Asimismo, señala que, por lo general, tenemos miedo de los animales, la enfermedad, los procedimientos médicos, los accidentes, la oscuridad, las alturas, los desconocidos o de no poder cubrir nuestras necesidades básicas de refugio y comida.
“Por otro lado, existen situaciones que pueden generar pánico pero que no están ligadas a la supervivencia. Se trata del miedo al rechazo y a la soledad, que ya no tiene la misma función que tuvo, pues a lo largo de la evolución ser rechazado por el grupo suponía perder su protección y quedar expuesto a los depredadores”, describe.
“También puede haber pavor a seres imaginarios como fantasmas, monstruos, demonios o muertos vivientes, entre otros, que han sido recogidos con gran frecuencia por la literatura y el cine”, expresa.
“El temor suele durar poco tiempo y después desaparece, pero también puede perdurar.
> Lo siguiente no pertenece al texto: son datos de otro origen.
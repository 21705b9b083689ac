//! Reads GTFS text files from a directory or a zip archive.

use std::fs::File;
use std::io::{Read, Seek};
use std::path::Path;

use csv::{ReaderBuilder, Trim};
use tracing::{debug, info};

use super::{FeedTables, Table, TableName};
use crate::error::{DatabusError, Result};

const BOM: char = '\u{feff}';

/// Loads every known GTFS table found at `path`.
///
/// `path` may be a directory containing `*.txt` files or a zip archive. Files
/// that do not correspond to a [`TableName`] are skipped.
#[tracing::instrument(fields(path = %path.display()))]
pub fn load_feed(path: &Path) -> Result<FeedTables> {
    if !path.exists() {
        return Err(DatabusError::Processing(format!(
            "Feed path does not exist: {}",
            path.display()
        )));
    }

    info!("Loading GTFS feed");
    let result = if path.is_dir() {
        load_dir(path)
    } else {
        File::open(path).map_err(DatabusError::from).and_then(load_zip)
    };

    let tables = result
        .map_err(|e| DatabusError::Processing(format!("Failed to load GTFS feed: {e}")))?
        .with_source(path);

    info!(tables = tables.table_names().count(), "GTFS feed loaded");
    Ok(tables)
}

fn load_dir(dir: &Path) -> Result<FeedTables> {
    let mut feed = FeedTables::new();
    for name in TableName::ALL {
        let file_path = dir.join(name.file_name());
        if !file_path.is_file() {
            continue;
        }
        let table = read_table(File::open(&file_path)?)?;
        debug!(table = %name, rows = table.len(), "Read table");
        feed.insert(name, table);
    }
    Ok(feed)
}

fn load_zip<R: Read + Seek>(reader: R) -> Result<FeedTables> {
    let mut archive = zip::ZipArchive::new(reader)?;
    let mut feed = FeedTables::new();

    for i in 0..archive.len() {
        let entry = archive.by_index(i)?;
        if entry.is_dir() {
            continue;
        }
        // Some producers nest the files inside a folder.
        let base = entry.name().rsplit('/').next().unwrap_or_default().to_string();
        let Some(name) = TableName::from_file_name(&base) else {
            continue;
        };
        if !base.ends_with(".txt") {
            continue;
        }
        let table = read_table(entry)?;
        debug!(table = %name, rows = table.len(), "Read table");
        feed.insert(name, table);
    }

    Ok(feed)
}

/// Parses one GTFS CSV file.
pub fn read_table<R: Read>(reader: R) -> Result<Table> {
    let mut rdr = ReaderBuilder::new()
        .flexible(true)
        .trim(Trim::All)
        .from_reader(reader);

    let headers: Vec<String> = rdr
        .headers()?
        .iter()
        .enumerate()
        .map(|(i, h)| {
            if i == 0 {
                h.trim_start_matches(BOM).trim().to_string()
            } else {
                h.to_string()
            }
        })
        .collect();

    let mut table = Table::new(headers);
    for record in rdr.records() {
        let record = record?;
        table.push_row(record.iter());
    }
    Ok(table)
}
mod client;

pub use client::DatabusClient;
De hecho, en algunos casos toma el control de nuestras vidas afectando al apetito, al sueño y a la concentración durante largos periodos de tiempo. Ese miedo puede impedirnos viajar, acudir al trabajo, al centro de estudios o salir de casa. También puede suponer un obstáculo a la hora de hacer cosas sencillas e incluso puede afectar a nuestra salud”, manifiesta la Fundación para la Salud Mental, una organización ubicada en el Reino Unido.
Del mismo modo, María José Collado subraya que el miedo debe entenderse como una emoción que sirve para garantizar la supervivencia.
En este sentido, se convierte en un problema cuando pierde su función natural. Esto ocurre “cuando no existe un motivo real para sentirlo, es decir, si se presenta sin que haya un peligro o una amenaza para la integridad de la persona”, detalla.
La psicóloga añade que el miedo también supone un problema cuando disminuye la calidad de vida o el bienestar quien lo padece, de forma que esa persona evita situaciones que son importantes para ella o no las enfrenta de manera adecuada, lo que puede tener consecuencias negativas sobre la esfera laboral y social.
Collado aclara que, al contrario que el miedo, las fobias son una respuesta irracional ante una situación que no constituye una amenaza real para el individuo.
“Dentro de las fobias hay distintos grados en cuanto a si son o no una amenaza real. Por ejemplo, en la fobia a conducir existe un peligro real de tener o provocar un accidente y, en este caso, se considera una fobia cuando las posibilidades de sufrir un daño se sobreestiman, se generan conductas desadaptativas y la persona afectada sufre”, precisa.
La especialista concluye que, “en el otro extremo estarían, por ejemplo, el horror a los espacios cerrados o a las palomas que, en última instancia, no comportan ningún peligro real”.